■ **Entries supplied**:
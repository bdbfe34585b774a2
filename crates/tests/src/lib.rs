//! Integration test harness for multisim.
//!
//! This crate provides utilities for end-to-end testing of the full
//! pipeline: Composite literal → Build → Run → Verify.

use multisim_runtime::{
    CompositeDefinition, Path, Result, RunReport, Scheduler, SchedulerConfig, Time, TypeRegistry,
    UnitRegistry, Value,
};
use tracing_subscriber::EnvFilter;

/// Install a test subscriber once. Controlled by `RUST_LOG`.
pub fn init_tracing() {
    let _ = tracing_subscriber::fmt()
        .with_env_filter(EnvFilter::from_default_env())
        .with_test_writer()
        .try_init();
}

/// Test harness for running multisim composites built from JSON literals.
pub struct TestHarness {
    scheduler: Scheduler,
}

impl TestHarness {
    /// Build a composite from a state literal with the reference adapters.
    ///
    /// # Panics
    ///
    /// Panics if the composite fails to build.
    pub fn from_json(state: serde_json::Value) -> Self {
        Self::with_config(state, SchedulerConfig::default())
    }

    /// # Panics
    ///
    /// Panics if the composite fails to build.
    pub fn with_config(state: serde_json::Value, config: SchedulerConfig) -> Self {
        match Self::try_build(state, config, multisim_processes::registry()) {
            Ok(harness) => harness,
            Err(err) => panic!("composite failed to build: {err}"),
        }
    }

    /// Build with an explicit unit registry, surfacing build errors.
    pub fn try_build(state: serde_json::Value, config: SchedulerConfig, units: UnitRegistry) -> Result<Self> {
        init_tracing();
        let definition = CompositeDefinition::new(Value::from(state)).with_config(config);
        let scheduler = Scheduler::build(definition, TypeRegistry::new(), units)?;
        Ok(Self { scheduler })
    }

    /// Run until `end_time`.
    ///
    /// # Panics
    ///
    /// Panics if the run fails.
    pub fn run(&mut self, end_time: Time) -> RunReport {
        match self.scheduler.run(end_time) {
            Ok(report) => report,
            Err(err) => panic!("run failed: {err}"),
        }
    }

    /// Current value at `path` (`a/b/c`), if present.
    pub fn get(&self, path: &str) -> Option<Value> {
        self.scheduler.get(&Path::parse(path)).ok()
    }

    /// Current scalar at `path`.
    pub fn get_scalar(&self, path: &str) -> Option<f64> {
        self.get(path).and_then(|v| v.as_float())
    }

    /// Child keys of the map at `path`.
    pub fn keys(&self, path: &str) -> Vec<String> {
        self.get(path)
            .and_then(|v| v.as_map().map(|m| m.keys().cloned().collect()))
            .unwrap_or_default()
    }

    /// Emitted time series of `path`.
    pub fn series(&self, path: &str) -> Vec<(Time, Value)> {
        self.scheduler.query(&Path::parse(path))
    }

    pub fn current_time(&self) -> Time {
        self.scheduler.current_time()
    }

    pub fn scheduler(&self) -> &Scheduler {
        &self.scheduler
    }

    pub fn scheduler_mut(&mut self) -> &mut Scheduler {
        &mut self.scheduler
    }
}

■ **Required work**:
Go through the data and return each line where the word "series" appears.

■ **Solution for this problem**:
    /// Emitted time series of `path`.
    pub fn series(&self, path: &str) -> Vec<(Time, Value)> {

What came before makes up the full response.